It’s been a bad business,” he said with a sigh. “Messing the party up like this. Killing people. I was awfully sad about Brig. Awfully sad. He was a fine boy.”

“That’s one reason,” Senator Knox said, “that I just don’t see how I can make a deal with him.”

“Mmm,” the Speaker said. “I reckon he was a little upset about that himself.”

“Oh, he was,” Orrin said shortly. “After the fact.” They fell silent again.

“Well,” the Speaker said, “it’s a hard problem, Orrin, but I guess I’m no different from everyone else you’ve asked, if you have asked anyone. I imagine everyone’s turned you down. Nobody wants to give advice on a thing like that.”

“That’s right,” Orrin said, rather forlornly, “nobody does.”

“Who are you waiting for?” the Speaker asked, and, being a shrewd and wise old man, guessed. “Bee?”

“Yes,” the Senator said.

“A fine woman,” the Speaker said. “A fine, fine woman. I hope she’ll be able to help you, Orrin
....
But in any event,” he said, “one thing, anyway: I think maybe you can count on me for next year. I don’t know what you’ll decide or what he’ll do, but I have a pretty good idea what I’m going to do. I’m going to be for you, if it’s any help.”

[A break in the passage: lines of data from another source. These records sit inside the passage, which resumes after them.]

//! The screening service: cache-fronted analyzer fan-out plus batch
//! coordination.
//!
//! Control flow for one address: cache probe (unless bypassed) → concurrent
//! fan-out of the five analyzers over one shared chain-data fetch → join →
//! aggregation → write-through cache → result. Batch screening drives the
//! same path in fixed-size waves with a throttling delay between them, so
//! third-party rate limits see bounded concurrency rather than a thundering
//! herd.
//!
//! The whole pipeline runs under a hard deadline; an expired deadline
//! degrades the screening instead of failing it. For a syntactically valid
//! address there is no fatal error path.

use crate::address::WalletAddress;
use crate::aggregator::RiskAggregator;
use crate::analyzers::{
    BalancePatternAnalyzer, ContractInteractionAnalyzer, SanctionsAnalyzer,
    TransactionHistoryAnalyzer, WalletAgeAnalyzer,
};
use crate::cache::{CacheStats, ScreeningCache, TtlCache};
use crate::chain::cached::CachedChainSource;
use crate::chain::ChainDataSource;
use crate::config::ScreeningConfig;
use crate::error::{Result, ScreeningError};
use crate::types::{RiskBreakdown, SanctionsFinding, ScreeningAction, ScreeningResult};
use chrono::Utc;
use payscreen_sanctions::{
    AuditEvent, AuditLogger, AuditOutcome, Blacklist, ListMetadata, MixerRegistry, RegulatorList,
    SanctionsList, ScamDatabase,
};
use std::collections::HashMap;
use std::path::PathBuf;
use std::sync::Arc;
use tokio::time::{sleep, timeout};
use tracing::{debug, info, warn};

/// Wallet risk screening engine.
///
/// Cheap to clone: all state is behind `Arc`s, and batch waves clone it
/// into their per-address tasks.
#[derive(Clone)]
pub struct WalletScreener {
    chain: Arc<dyn ChainDataSource>,
    aggregator: RiskAggregator,
    sanctions: SanctionsAnalyzer,
    contracts: ContractInteractionAnalyzer,
    screening_cache: Arc<ScreeningCache>,
    sanctions_cache: Arc<TtlCache<SanctionsFinding>>,
    audit: Arc<AuditLogger>,
    config: Arc<ScreeningConfig>,
}

impl WalletScreener {
    /// Engine with the given data source and configuration. Use
    /// [`WalletScreener::builder`] to inject lists, a scam database, or an
    /// audit logger.
    pub fn new(chain: Arc<dyn ChainDataSource>, config: ScreeningConfig) -> Result<Self> {
        WalletScreenerBuilder::new()
            .with_chain_source(chain)
            .with_config(config)
            .build()
    }

    pub fn builder() -> WalletScreenerBuilder {
        WalletScreenerBuilder::new()
    }

    // ========================================================================
    // Single-address screening
    // ========================================================================

    /// Screen one wallet address.
    ///
    /// Fails only on malformed input. `skip_cache` bypasses the screening
    /// cache; the sanctions sub-check keeps its own longer-lived cache and
    /// may still be served from it.
    pub async fn screen_wallet(&self, address: &str, skip_cache: bool) -> Result<ScreeningResult> {
        let addr = WalletAddress::parse(address)?;
        let key = addr.as_str().to_string();

        if !skip_cache {
            if let Some(hit) = self.screening_cache.get(&key).await {
                debug!(address = %key, "Screening served from cache");
                return Ok(hit);
            }
        }

        let result = match timeout(self.config.deadline(), self.run_pipeline(&addr)).await {
            Ok(result) => result,
            Err(_) => {
                warn!(address = %key, "Screening deadline expired; emitting degraded result");
                self.degraded_result(&addr).await
            }
        };

        self.audit_result(&result);
        // A complete upstream blackout carries no signal worth memoizing;
        // leaving it uncached lets the next call retry immediately.
        if !result.breakdown.fully_degraded() {
            self.screening_cache.insert(key, result.clone()).await;
        }
        Ok(result)
    }

    /// One full pipeline run: shared fetch, concurrent analyzer fan-out,
    /// join, aggregate. Never fails; unavailable data degrades findings.
    async fn run_pipeline(&self, addr: &WalletAddress) -> ScreeningResult {
        let (history, balance) = tokio::join!(
            self.chain.transactions(addr),
            self.chain.native_balance(addr)
        );

        let history = match history {
            Ok(history) => Some(history),
            Err(e) => {
                warn!(address = %addr, error = %e, "Transaction history fetch failed");
                None
            }
        };
        let balance = match balance {
            Ok(balance) => Some(balance),
            Err(e) => {
                warn!(address = %addr, error = %e, "Balance fetch failed");
                None
            }
        };

        let now = Utc::now();
        let history_ref = history.as_deref();

        // Fan-out/fan-in: no analyzer observes another's output, and
        // aggregation sees all five findings or none.
        let (wallet_age, history_finding, balance_finding, contracts, sanctions) = tokio::join!(
            async { WalletAgeAnalyzer.analyze(history_ref, now) },
            async { TransactionHistoryAnalyzer.analyze(addr, history_ref, now) },
            async { BalancePatternAnalyzer.analyze(addr, balance, history_ref) },
            self.contracts.analyze(addr, history_ref, &*self.chain),
            self.sanctions_checked(addr),
        );

        let breakdown = RiskBreakdown {
            wallet_age,
            history: history_finding,
            balance: balance_finding,
            contracts,
            sanctions,
        };

        self.aggregator.aggregate(addr.clone(), breakdown, now)
    }

    /// Sanctions decision, memoized separately with a longer TTL since
    /// sanctions status changes far less often than activity signals.
    /// Degraded decisions are not memoized, so the next screening retries.
    async fn sanctions_checked(&self, addr: &WalletAddress) -> SanctionsFinding {
        let key = addr.as_str();
        if let Some(hit) = self.sanctions_cache.get(key).await {
            debug!(address = %key, "Sanctions decision served from cache");
            return hit;
        }

        let finding = self.sanctions.analyze(addr, &*self.chain).await;
        if !finding.degraded {
            self.sanctions_cache
                .insert(key.to_string(), finding.clone())
                .await;
        }
        finding
    }

    /// All-degraded screening for a pipeline that hit its deadline.
    async fn degraded_result(&self, addr: &WalletAddress) -> ScreeningResult {
        let now = Utc::now();
        let mut sanctions = SanctionsFinding::clean();
        sanctions.degraded = true;
        sanctions.reason =
            "Sanctions checks did not complete before the screening deadline".to_string();

        let breakdown = RiskBreakdown {
            wallet_age: WalletAgeAnalyzer.analyze(None, now),
            history: TransactionHistoryAnalyzer.analyze(addr, None, now),
            balance: BalancePatternAnalyzer.analyze(addr, None, None),
            contracts: self.contracts.analyze(addr, None, &*self.chain).await,
            sanctions,
        };

        self.aggregator.aggregate(addr.clone(), breakdown, now)
    }

    fn audit_result(&self, result: &ScreeningResult) {
        let outcome = match result.action {
            ScreeningAction::Block => AuditOutcome::Block,
            ScreeningAction::Warn => AuditOutcome::Warn,
            ScreeningAction::Proceed => AuditOutcome::Proceed,
        };
        self.audit.log_event(AuditEvent {
            timestamp: result.screened_at,
            address: result.address.to_string(),
            score: result.score,
            tier: result.tier.to_string(),
            outcome,
            sanctions_source: result
                .breakdown
                .sanctions
                .is_sanctioned
                .then(|| result.breakdown.sanctions.source.to_string()),
            degraded: result.breakdown.any_degraded(),
        });
    }

    // ========================================================================
    // Batch screening
    // ========================================================================

    /// Screen a bounded list of addresses in fixed-size waves.
    ///
    /// Within a wave all addresses run concurrently; a throttling delay
    /// separates waves. One address failing does not abort the batch: it is
    /// logged and omitted, and the map holds only successes, keyed by the
    /// canonical address form. Completion order across addresses is
    /// unspecified.
    pub async fn batch_screen(
        &self,
        addresses: &[String],
    ) -> Result<HashMap<String, ScreeningResult>> {
        let limit = self.config.batch.max_addresses;
        if addresses.len() > limit {
            return Err(ScreeningError::BatchLimitExceeded {
                requested: addresses.len(),
                limit,
            });
        }

        let mut results = HashMap::new();
        let waves: Vec<&[String]> = addresses.chunks(self.config.batch.wave_size).collect();
        let wave_count = waves.len();

        for (index, wave) in waves.into_iter().enumerate() {
            debug!(
                wave = index + 1,
                waves = wave_count,
                size = wave.len(),
                "Screening batch wave"
            );

            let mut handles = Vec::with_capacity(wave.len());
            for address in wave {
                let screener = self.clone();
                let address = address.clone();
                handles.push(tokio::spawn(async move {
                    let outcome = screener.screen_wallet(&address, false).await;
                    (address, outcome)
                }));
            }

            for handle in handles {
                match handle.await {
                    Ok((address, Ok(result))) => {
                        if result.breakdown.fully_degraded() {
                            warn!(
                                address = %address,
                                "Screening produced no usable signals; omitting from batch results"
                            );
                            continue;
                        }
                        results.insert(result.address.as_str().to_string(), result);
                    }
                    Ok((address, Err(e))) => {
                        warn!(address = %address, error = %e, "Skipping address in batch");
                    }
                    Err(e) => {
                        warn!(error = %e, "Batch screening task failed");
                    }
                }
            }

            if index + 1 < wave_count {
                sleep(self.config.wave_delay()).await;
            }
        }

        Ok(results)
    }

    // ========================================================================
    // Cache and list management
    // ========================================================================

    /// Evict one address, or flush everything. Point eviction also drops
    /// the memoized sanctions decision for that address.
    pub async fn clear_cache(&self, address: Option<&str>) -> Result<()> {
        match address {
            Some(address) => {
                let addr = WalletAddress::parse(address)?;
                self.screening_cache.remove(addr.as_str()).await;
                self.sanctions_cache.remove(addr.as_str()).await;
            }
            None => {
                self.screening_cache.clear().await;
                self.sanctions_cache.clear().await;
            }
        }
        Ok(())
    }

    pub async fn cache_stats(&self) -> CacheStats {
        self.screening_cache.stats().await
    }

    /// Drop expired entries from both caches. Returns how many were purged.
    pub async fn purge_expired(&self) -> usize {
        self.screening_cache.purge_expired().await + self.sanctions_cache.purge_expired().await
    }

    /// Blacklist an address. Cached decisions for it are evicted so the
    /// next screening reflects the new entry immediately.
    pub async fn add_to_blacklist(&self, address: &str, reason: &str) -> Result<()> {
        let addr = WalletAddress::parse(address)?;
        self.sanctions.blacklist().insert(addr.as_str(), reason);
        self.screening_cache.remove(addr.as_str()).await;
        self.sanctions_cache.remove(addr.as_str()).await;
        Ok(())
    }

    pub async fn remove_from_blacklist(&self, address: &str) -> Result<()> {
        let addr = WalletAddress::parse(address)?;
        self.sanctions.blacklist().remove(addr.as_str());
        self.screening_cache.remove(addr.as_str()).await;
        self.sanctions_cache.remove(addr.as_str()).await;
        Ok(())
    }

    /// Metadata for every loaded list, for observability.
    pub fn list_metadata(&self) -> Vec<ListMetadata> {
        vec![
            self.sanctions.regulator().metadata(),
            self.sanctions.blacklist().metadata(),
            self.sanctions.mixers().metadata(),
        ]
    }
}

“Any help?” Senator Knox demanded. “Any
help?
My God, Bill, you know it’s all the help in the world. I appreciate it more than I can say. I’ll never forget it. Never.”

The Speaker smiled.

“Oh, you might,” he said. “Men have a way of forgetting things, in this town.”

“Well,” Orrin Knox said tartly, “I don’t.”

“I know you don’t, Orrin,” the Speaker said. “I expect that’s one of the reasons I’m for you. You’re not a forgetter. It’s all of a piece with the rest of you. I know where I stand with you. That’s more than I can say,” he added with a dry little smile, “about our mutual friend.”

There came a flash of headlights, a car swung into the archway.

“Here she comes,” the Speaker said, and then as he saw the long, black limousine, “Nope, it’s mine.” He held out his hand. “Orrin, my friend,” he said. “Good traveling, whatever your road.”

“Thank you, Bill,” the Senator said. “You’re a true friend.”

“You have more than you think,” the Speaker said as he got in. “Never think you don’t.”

He waved in a kindly fashion and his chauffeur took him off, a figure grown old and wise in the ways of men and politics, brought successfully by the years to a position where all his ambitions were achieved, all inner storms were over, he could look with a firm but friendly eye upon those of other men; and where his word, once given, could not be swayed by anyone.

“Well,” she said, turning the car down Independence Avenue, “what shall we do, go to Hains Point and neck?”

This general irreverence and insouciance, which had done so much over the years to help him keep his balance, provoked the chuckle it always did.

“I’m afraid not,” he said, making it sound regretful. “The boys in the house tell me you’re a hell of a hot number, but—”

“Orrin Knox!” she exclaimed. “Nobody ever told you I was a hot number!”

“I wish they had,” he said. “Then I would have been prepared for it.”

She laughed and, he noticed, blushed a little.

“Now, cut it out,” she said. “You win. I’m sorry I even mentioned it.”

“I’m not,” he said. “It evokes many pleasant memories. It holds out promise of many future—”

“So are you going to be President of the United States?” she interrupted firmly, and his mood sobered at once.

“I don’t know,” he said as they came to Agriculture and passed under the covered bridge between the North and South buildings. “Do you think I should?”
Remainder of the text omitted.